What you are asked to do
Give the lines below again exactly, starting with the line that holds "use crate::quota::UNLIMITED;" and going on through the line that holds "if let Some(slot)".

(Beginning of Records for this task)

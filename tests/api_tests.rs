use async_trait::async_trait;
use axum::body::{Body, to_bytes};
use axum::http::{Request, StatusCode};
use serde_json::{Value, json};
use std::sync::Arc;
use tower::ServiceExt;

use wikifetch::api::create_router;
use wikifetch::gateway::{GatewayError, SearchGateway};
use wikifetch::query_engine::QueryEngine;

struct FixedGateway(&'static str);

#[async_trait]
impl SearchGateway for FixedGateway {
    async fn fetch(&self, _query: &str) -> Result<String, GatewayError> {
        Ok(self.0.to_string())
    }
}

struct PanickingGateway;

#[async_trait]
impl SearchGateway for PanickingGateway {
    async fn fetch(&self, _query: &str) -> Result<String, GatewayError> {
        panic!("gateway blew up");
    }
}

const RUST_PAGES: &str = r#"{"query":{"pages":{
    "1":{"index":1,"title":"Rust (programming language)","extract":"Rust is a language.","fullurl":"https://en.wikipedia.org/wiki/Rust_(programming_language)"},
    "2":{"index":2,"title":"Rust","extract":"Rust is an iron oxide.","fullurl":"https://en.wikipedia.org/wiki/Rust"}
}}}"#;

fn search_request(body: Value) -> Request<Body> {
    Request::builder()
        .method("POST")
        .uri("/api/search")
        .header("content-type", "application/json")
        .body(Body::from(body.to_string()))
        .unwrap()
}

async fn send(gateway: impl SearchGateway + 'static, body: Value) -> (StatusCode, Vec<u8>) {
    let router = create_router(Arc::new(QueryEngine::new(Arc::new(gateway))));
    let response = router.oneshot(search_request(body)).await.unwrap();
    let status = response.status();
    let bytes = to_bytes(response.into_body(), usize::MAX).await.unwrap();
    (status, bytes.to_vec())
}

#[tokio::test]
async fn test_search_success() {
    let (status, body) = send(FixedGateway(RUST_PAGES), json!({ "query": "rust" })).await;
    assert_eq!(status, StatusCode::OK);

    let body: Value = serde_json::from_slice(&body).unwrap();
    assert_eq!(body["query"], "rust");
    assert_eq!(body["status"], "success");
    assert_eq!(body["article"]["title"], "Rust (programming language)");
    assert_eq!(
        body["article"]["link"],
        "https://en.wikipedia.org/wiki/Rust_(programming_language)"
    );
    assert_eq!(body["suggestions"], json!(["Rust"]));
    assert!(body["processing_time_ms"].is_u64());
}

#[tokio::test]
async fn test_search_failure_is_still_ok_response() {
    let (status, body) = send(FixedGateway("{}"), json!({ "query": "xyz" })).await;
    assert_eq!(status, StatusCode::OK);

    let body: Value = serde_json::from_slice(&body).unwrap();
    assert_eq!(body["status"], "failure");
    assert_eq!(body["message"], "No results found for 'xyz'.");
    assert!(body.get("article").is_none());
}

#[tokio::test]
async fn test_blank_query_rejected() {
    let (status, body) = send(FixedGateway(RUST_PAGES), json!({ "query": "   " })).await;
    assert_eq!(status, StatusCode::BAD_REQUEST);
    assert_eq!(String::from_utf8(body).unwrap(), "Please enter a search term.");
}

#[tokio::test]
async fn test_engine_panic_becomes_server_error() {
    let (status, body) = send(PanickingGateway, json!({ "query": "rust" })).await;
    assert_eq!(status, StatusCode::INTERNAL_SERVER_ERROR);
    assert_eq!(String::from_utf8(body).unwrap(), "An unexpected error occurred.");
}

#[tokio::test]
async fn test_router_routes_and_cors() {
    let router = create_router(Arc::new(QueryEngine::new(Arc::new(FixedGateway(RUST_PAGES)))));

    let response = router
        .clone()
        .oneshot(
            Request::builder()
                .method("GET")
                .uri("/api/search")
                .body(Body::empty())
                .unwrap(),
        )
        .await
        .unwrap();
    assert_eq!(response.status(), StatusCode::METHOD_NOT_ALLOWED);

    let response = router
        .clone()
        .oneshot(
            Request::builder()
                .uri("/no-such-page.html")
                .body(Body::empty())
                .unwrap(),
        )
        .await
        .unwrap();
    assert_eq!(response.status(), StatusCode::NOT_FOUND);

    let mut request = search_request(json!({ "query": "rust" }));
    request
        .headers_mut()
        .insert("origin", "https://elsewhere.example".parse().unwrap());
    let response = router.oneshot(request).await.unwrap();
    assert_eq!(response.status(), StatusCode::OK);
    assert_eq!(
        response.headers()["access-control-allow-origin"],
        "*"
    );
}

(End of Records for this task)
(Beginning of Records for this task)

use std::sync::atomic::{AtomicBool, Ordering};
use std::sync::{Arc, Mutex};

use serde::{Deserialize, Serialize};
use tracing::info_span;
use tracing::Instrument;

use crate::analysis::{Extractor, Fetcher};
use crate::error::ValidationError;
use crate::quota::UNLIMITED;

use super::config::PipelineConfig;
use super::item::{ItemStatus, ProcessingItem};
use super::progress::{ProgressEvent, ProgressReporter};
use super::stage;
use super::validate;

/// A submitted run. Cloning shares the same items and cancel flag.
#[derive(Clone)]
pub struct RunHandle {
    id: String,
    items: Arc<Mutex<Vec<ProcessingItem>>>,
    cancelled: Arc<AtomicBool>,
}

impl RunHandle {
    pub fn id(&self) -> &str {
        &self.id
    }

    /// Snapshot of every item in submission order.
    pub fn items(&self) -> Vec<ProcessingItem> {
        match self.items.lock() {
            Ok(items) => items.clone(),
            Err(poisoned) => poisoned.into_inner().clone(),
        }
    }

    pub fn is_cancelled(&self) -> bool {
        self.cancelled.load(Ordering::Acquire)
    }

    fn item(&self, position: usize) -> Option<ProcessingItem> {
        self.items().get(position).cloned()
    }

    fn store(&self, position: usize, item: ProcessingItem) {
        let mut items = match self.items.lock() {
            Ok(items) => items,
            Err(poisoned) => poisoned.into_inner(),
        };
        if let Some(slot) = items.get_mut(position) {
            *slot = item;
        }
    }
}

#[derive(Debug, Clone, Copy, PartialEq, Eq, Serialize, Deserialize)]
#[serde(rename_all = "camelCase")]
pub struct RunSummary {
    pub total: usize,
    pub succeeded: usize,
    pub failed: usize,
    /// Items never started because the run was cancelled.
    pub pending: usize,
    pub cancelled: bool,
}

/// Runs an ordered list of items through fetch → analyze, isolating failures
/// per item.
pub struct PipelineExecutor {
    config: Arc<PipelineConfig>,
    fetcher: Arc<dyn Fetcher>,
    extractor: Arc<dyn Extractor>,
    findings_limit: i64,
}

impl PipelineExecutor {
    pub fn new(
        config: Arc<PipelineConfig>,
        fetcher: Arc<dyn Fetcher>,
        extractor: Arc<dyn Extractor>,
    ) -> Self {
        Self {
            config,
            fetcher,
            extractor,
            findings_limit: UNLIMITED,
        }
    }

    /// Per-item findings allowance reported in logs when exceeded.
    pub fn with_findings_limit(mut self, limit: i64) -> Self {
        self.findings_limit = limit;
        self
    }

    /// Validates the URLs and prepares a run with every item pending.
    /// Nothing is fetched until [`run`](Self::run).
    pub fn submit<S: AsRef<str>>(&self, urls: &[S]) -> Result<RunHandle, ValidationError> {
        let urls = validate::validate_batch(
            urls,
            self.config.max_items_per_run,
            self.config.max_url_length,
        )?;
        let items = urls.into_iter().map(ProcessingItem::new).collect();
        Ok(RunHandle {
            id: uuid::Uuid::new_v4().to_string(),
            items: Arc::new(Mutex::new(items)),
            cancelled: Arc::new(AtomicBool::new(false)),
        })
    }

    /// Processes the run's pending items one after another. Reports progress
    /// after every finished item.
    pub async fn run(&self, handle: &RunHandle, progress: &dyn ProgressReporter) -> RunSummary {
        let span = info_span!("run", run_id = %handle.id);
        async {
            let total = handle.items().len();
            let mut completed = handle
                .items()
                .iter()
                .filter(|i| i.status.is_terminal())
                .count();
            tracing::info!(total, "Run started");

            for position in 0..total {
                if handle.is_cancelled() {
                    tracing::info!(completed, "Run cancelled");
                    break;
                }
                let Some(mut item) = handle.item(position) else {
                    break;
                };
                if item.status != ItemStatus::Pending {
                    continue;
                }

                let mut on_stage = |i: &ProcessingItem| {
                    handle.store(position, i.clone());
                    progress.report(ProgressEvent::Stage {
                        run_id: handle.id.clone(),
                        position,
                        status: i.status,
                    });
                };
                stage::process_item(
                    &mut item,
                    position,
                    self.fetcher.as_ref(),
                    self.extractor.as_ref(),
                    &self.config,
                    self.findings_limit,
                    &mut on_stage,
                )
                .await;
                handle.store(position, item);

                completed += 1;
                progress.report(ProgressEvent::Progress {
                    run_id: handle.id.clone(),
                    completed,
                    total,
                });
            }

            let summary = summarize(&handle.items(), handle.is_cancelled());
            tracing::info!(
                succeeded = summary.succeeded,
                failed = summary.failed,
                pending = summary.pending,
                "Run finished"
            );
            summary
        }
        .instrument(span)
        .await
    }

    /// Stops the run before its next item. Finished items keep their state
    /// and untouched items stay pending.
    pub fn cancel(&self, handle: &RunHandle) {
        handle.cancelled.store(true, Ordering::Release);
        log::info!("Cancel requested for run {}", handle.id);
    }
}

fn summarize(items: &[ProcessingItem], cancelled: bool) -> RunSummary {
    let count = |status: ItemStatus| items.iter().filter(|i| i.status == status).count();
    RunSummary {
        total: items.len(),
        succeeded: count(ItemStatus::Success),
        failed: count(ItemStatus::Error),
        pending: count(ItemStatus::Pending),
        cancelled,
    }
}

(End of Records for this task)
(Beginning of Records for this task)

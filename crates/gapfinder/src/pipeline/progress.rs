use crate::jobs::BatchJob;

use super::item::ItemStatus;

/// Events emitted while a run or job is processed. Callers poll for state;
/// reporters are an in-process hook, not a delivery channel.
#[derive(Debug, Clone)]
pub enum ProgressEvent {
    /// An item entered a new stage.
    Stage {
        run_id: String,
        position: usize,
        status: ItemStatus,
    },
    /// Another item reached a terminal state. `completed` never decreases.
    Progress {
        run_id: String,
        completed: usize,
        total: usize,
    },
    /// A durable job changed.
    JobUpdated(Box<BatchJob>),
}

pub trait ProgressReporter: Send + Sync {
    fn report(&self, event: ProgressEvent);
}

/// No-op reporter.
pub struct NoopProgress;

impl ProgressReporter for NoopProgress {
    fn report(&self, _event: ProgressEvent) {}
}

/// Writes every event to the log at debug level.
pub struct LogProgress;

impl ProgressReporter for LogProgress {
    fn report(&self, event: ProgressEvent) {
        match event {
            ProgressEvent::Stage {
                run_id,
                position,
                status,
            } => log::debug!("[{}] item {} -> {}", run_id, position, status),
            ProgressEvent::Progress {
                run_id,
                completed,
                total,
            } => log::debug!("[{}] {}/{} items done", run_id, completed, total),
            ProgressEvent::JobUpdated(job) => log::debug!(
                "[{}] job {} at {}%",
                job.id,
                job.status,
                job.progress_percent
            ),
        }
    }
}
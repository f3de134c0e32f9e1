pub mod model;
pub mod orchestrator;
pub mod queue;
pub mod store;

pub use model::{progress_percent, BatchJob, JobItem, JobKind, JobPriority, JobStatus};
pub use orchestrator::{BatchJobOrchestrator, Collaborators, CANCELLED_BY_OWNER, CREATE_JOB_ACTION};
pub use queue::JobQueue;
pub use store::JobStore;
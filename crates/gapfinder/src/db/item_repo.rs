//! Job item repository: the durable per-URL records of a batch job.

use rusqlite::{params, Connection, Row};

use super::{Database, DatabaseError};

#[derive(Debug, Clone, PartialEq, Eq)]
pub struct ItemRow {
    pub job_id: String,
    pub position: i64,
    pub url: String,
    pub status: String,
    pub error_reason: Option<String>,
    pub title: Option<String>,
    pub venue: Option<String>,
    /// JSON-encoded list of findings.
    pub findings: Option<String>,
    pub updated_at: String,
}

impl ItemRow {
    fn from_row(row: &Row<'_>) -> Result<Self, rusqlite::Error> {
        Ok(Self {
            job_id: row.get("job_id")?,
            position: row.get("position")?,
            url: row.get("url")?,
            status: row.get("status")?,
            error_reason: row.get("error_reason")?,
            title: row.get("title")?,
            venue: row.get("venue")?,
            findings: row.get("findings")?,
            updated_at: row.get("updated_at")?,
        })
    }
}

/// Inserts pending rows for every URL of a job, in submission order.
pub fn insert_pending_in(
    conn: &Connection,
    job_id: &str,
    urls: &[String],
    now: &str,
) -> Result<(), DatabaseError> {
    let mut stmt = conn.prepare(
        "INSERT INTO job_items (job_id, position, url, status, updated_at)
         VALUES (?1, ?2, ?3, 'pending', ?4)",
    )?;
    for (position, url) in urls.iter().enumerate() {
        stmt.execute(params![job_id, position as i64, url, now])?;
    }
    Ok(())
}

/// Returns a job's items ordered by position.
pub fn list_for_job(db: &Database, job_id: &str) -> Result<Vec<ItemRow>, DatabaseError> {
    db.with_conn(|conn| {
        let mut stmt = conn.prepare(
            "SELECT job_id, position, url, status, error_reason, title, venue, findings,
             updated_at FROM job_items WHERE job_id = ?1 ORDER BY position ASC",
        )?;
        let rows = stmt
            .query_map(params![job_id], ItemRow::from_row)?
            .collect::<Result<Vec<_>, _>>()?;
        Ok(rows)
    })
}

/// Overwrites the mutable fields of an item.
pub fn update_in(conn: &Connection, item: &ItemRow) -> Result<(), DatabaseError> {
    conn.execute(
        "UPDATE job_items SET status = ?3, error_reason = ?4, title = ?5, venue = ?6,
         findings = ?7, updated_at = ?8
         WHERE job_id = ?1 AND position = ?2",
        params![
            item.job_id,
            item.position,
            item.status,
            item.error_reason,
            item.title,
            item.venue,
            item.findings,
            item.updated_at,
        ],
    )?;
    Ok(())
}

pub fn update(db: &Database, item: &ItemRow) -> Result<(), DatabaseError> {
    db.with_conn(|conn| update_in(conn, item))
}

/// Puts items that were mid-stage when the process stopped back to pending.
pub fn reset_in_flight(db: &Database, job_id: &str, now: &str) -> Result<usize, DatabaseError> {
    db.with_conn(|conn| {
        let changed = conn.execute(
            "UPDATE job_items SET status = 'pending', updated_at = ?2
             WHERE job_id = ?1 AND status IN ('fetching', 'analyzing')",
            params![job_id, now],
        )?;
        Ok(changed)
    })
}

(End of Records for this task)

Your response
use crate::quota::UNLIMITED;

use super::config::PipelineConfig;
use super::item::{ItemStatus, ProcessingItem};
use super::progress::{ProgressEvent, ProgressReporter};
use super::stage;
use super::validate;

/// A submitted run. Cloning shares the same items and cancel flag.
#[derive(Clone)]
pub struct RunHandle {
    id: String,
    items: Arc<Mutex<Vec<ProcessingItem>>>,
    cancelled: Arc<AtomicBool>,
}

impl RunHandle {
    pub fn id(&self) -> &str {
        &self.id
    }

    /// Snapshot of every item in submission order.
    pub fn items(&self) -> Vec<ProcessingItem> {
        match self.items.lock() {
            Ok(items) => items.clone(),
            Err(poisoned) => poisoned.into_inner().clone(),
        }
    }

    pub fn is_cancelled(&self) -> bool {
        self.cancelled.load(Ordering::Acquire)
    }

    fn item(&self, position: usize) -> Option<ProcessingItem> {
        self.items().get(position).cloned()
    }

    fn store(&self, position: usize, item: ProcessingItem) {
        let mut items = match self.items.lock() {
            Ok(items) => items,
            Err(poisoned) => poisoned.into_inner(),
        };
        if let Some(slot) = items.get_mut(position) {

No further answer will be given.